Russian submarines are very well practiced at this sort of thing, though, having honed their skills over decades “investigating” the undersea internet cables running across the north Atlantic.
The old Soviet Union’s submarine force was highly regarded by Western naval chiefs for its ability to operate specially designed seabed engineering assets during the Cold War.
For all Moscow’s military humiliation in Ukraine, today’s Russian submarine fleet has been modernised and is considered a potent force once more.
That is one of the reasons Ben Wallace, the Defence Secretary, has ordered naval chiefs to conduct a review to see whether Britain has the right balance of surface and sub-surface capabilities.
The Russian spy submarine Belgorod, a modified OSCAR III-class boat operated by GUGI (the Main Directorate of Deep Sea Research), is thought capable of interfering with undersea communications. If cables, why not also pipelines?
It is questionable though, whether Putin would risk using his submarine force on a job like this, with all the diplomatic ramifications if it went wrong.
So, autonomous underwater vehicles? Submarine drones carrying explosives?
Possible, but they would have had to come from a host ship somewhere and, as stated above, the area is quite shallow and well traversed; somebody would have seen something. Plus, of course, the possibility of an underwater drone dropping an explosive charge in the wrong place would have been ever attendant.
A mystery unravelled
So, a (not so) deep-sea mystery, never to be solved? Perhaps not.
If we assume a bomb of some sort was used, the explosive charge would not have had to be very large – pipes are not armoured, after all, and are just a few centimetres thick. Similarly, the explosion would not have had to be directly on top of the pipe; blasts are magnified underwater and for the same amount of charge, a much bigger effect can be achieved below the waves than on the beach.
Modern sea mines come in many forms. Some can be deployed to an area and pre-programmed with the acoustic signature of potential targets.
Picture a torpedo-shaped mine “floating” nose up, listening to the propellers of ships passing overhead.
One shaft and seven blades? That’s a Destroyer; not interested, thinks the mine. Two shafts each with seven blades? That’s an aircraft carrier, time to go bang.
The benefit of pre-placing such mines is that the operation can be carried out when the world’s attention is elsewhere and possibly months before any detonation might be called for.
Similarly, if the waters were too choppy, literally or diplomatically, when the mission to place the explosives was planned, the team could just come back a week later.
A device small enough to punch a hole in a thin metal pipe need not be that big. It could have been dropped months ago by a Russian Kilo-class hunter-killer submarine (risky), a St Petersburg-registered fishing vessel (suspicious) or a passing oligarch’s yacht.

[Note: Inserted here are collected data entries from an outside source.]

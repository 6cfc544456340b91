use facemark_core::DEFAULT_SIMILARITY_THRESHOLD;
use serde::Deserialize;
use std::path::{Path, PathBuf};
use std::str::FromStr;
use thiserror::Error;

#[derive(Error, Debug)]
pub enum ConfigError {
    #[error("failed to read config {}: {source}", .path.display())]
    Io {
        path: PathBuf,
        source: std::io::Error,
    },
    #[error("invalid config {}: {source}", .path.display())]
    Parse {
        path: PathBuf,
        source: toml::de::Error,
    },
    #[error("similarity threshold must be in [0, 1), got {0}")]
    InvalidThreshold(f32),
}

/// CLI configuration: defaults, then an optional TOML file named by
/// `FACEMARK_CONFIG`, then `FACEMARK_*` environment overrides.
#[derive(Debug, Clone, PartialEq, Deserialize)]
#[serde(default)]
pub struct Config {
    /// JSON file holding the enrolled gallery.
    pub gallery_path: PathBuf,
    /// Directory receiving one CSV record per attendance session.
    pub records_dir: PathBuf,
    /// Cosine similarity a match must strictly exceed.
    pub similarity_threshold: f32,
}

impl Default for Config {
    fn default() -> Self {
        let data_dir = default_data_dir();
        Self {
            gallery_path: data_dir.join("gallery.json"),
            records_dir: data_dir.join("attendance_logs"),
            similarity_threshold: DEFAULT_SIMILARITY_THRESHOLD,
        }
    }
}

impl Config {
    /// Load configuration from the process environment.
    pub fn load() -> Result<Self, ConfigError> {
        Self::load_with(|key| std::env::var(key).ok())
    }

    /// Load configuration using `lookup` to read variables.
    pub fn load_with(lookup: impl Fn(&str) -> Option<String>) -> Result<Self, ConfigError> {
        let mut config = match lookup("FACEMARK_CONFIG") {
            Some(path) => Self::from_file(Path::new(&path))?,
            None => Self::default(),
        };

        if let Some(path) = lookup("FACEMARK_GALLERY_PATH") {
            config.gallery_path = PathBuf::from(path);
        }
        if let Some(dir) = lookup("FACEMARK_RECORDS_DIR") {
            config.records_dir = PathBuf::from(dir);
        }
        if let Some(threshold) = parse_var(&lookup, "FACEMARK_SIMILARITY_THRESHOLD") {
            config.similarity_threshold = threshold;
        }

        config.validate()?;
        Ok(config)
    }

    pub fn from_file(path: &Path) -> Result<Self, ConfigError> {
        let text = std::fs::read_to_string(path).map_err(|source| ConfigError::Io {
            path: path.to_path_buf(),
            source,
        })?;
        toml::from_str(&text).map_err(|source| ConfigError::Parse {
            path: path.to_path_buf(),
            source,
        })
    }

    fn validate(&self) -> Result<(), ConfigError> {
        let t = self.similarity_threshold;
        if !(0.0..1.0).contains(&t) {
            return Err(ConfigError::InvalidThreshold(t));
        }
        Ok(())
    }
}

fn default_data_dir() -> PathBuf {
    std::env::var("XDG_DATA_HOME")
        .map(PathBuf::from)
        .unwrap_or_else(|_| {
            let home = std::env::var("HOME").unwrap_or_else(|_| "/tmp".to_string());
            PathBuf::from(home).join(".local/share")
        })
        .join("facemark")
}

/// Parse `key`, ignoring (with a warning) values that do not parse.
fn parse_var<T: FromStr>(lookup: &impl Fn(&str) -> Option<String>, key: &str) -> Option<T> {
    let raw = lookup(key)?;
    match raw.trim().parse() {
        Ok(v) => Some(v),
        Err(_) => {
            tracing::warn!(key, value = %raw, "ignoring unparsable setting");
            None
        }
    }
}
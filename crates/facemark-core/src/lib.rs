//! facemark-core — Attendance by face embedding.
//!
//! Keeps a gallery of enrolled students (one mean embedding each), matches
//! probe embeddings against it by cosine similarity, and aggregates the
//! matches of one class video into a deduplicated attendance roster.

pub mod gallery;
pub mod matcher;
pub mod pipeline;
pub mod record;
pub mod session;
pub mod types;

pub use gallery::{GalleryEntry, GalleryError, GallerySnapshot, GalleryStore};
pub use matcher::{MatchResult, DEFAULT_SIMILARITY_THRESHOLD};
pub use pipeline::{Embedder, FaceDetector, FaceImage, Frame, FrameFaces, PipelineError, ScanReport, ScanStats};
pub use record::{RecordError, RecordRow, RecordSummary};
pub use session::{Observation, RecognitionSession, Roster, RosterEntry, SessionError, SessionState};
pub use types::Embedding;
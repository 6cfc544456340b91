use crate::config::Config;
use anyhow::{Context, Result};
use facemark_core::GalleryStore;
use std::sync::Arc;

/// Process-wide state handed to every command: configuration and the
/// loaded gallery. Built once in `main`, dropped via [`AppContext::shutdown`].
pub struct AppContext {
    pub config: Config,
    gallery: Arc<GalleryStore>,
}

impl AppContext {
    pub fn init(config: Config) -> Result<Self> {
        let gallery = GalleryStore::load(&config.gallery_path)
            .with_context(|| format!("loading gallery from {}", config.gallery_path.display()))?;
        Ok(Self {
            config,
            gallery: Arc::new(gallery),
        })
    }

    pub fn gallery(&self) -> &Arc<GalleryStore> {
        &self.gallery
    }

    pub fn shutdown(self) {
        tracing::debug!(
            gallery = %self.config.gallery_path.display(),
            entries = self.gallery.len(),
            "context shut down"
        );
    }
}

Three small devices, 70m under the water, close to the pipelines could have been left months ago, perhaps when the world was looking at the Zaporizhzhia nuclear power plant or the atrocities uncovered in Bucha. Perhaps the mission crept under our attention as we watched the Winter Olympics in China?
They may have been sitting there for months, listening for the pre-programmed acoustic signature of a “friendly” vessel transiting close by (but far enough from any blast).
Perhaps they were listening for a signal transmitted by an electronic device dropped from an aircraft passing overhead?
The Russian navy is known to take great interest in undersea infrastructure, usually for the purposes of tapping internet cables. It is highly likely Western navies visit the same areas afterwards, to see if any “surprises” have been left behind.
Was this location chosen as the “fault line” between two nations? Who should have been responsible for checking the Nord Stream pipes for any unwanted barnacles?
Has the Russian undersea fleet shown, once again, what a capable and potent force it is?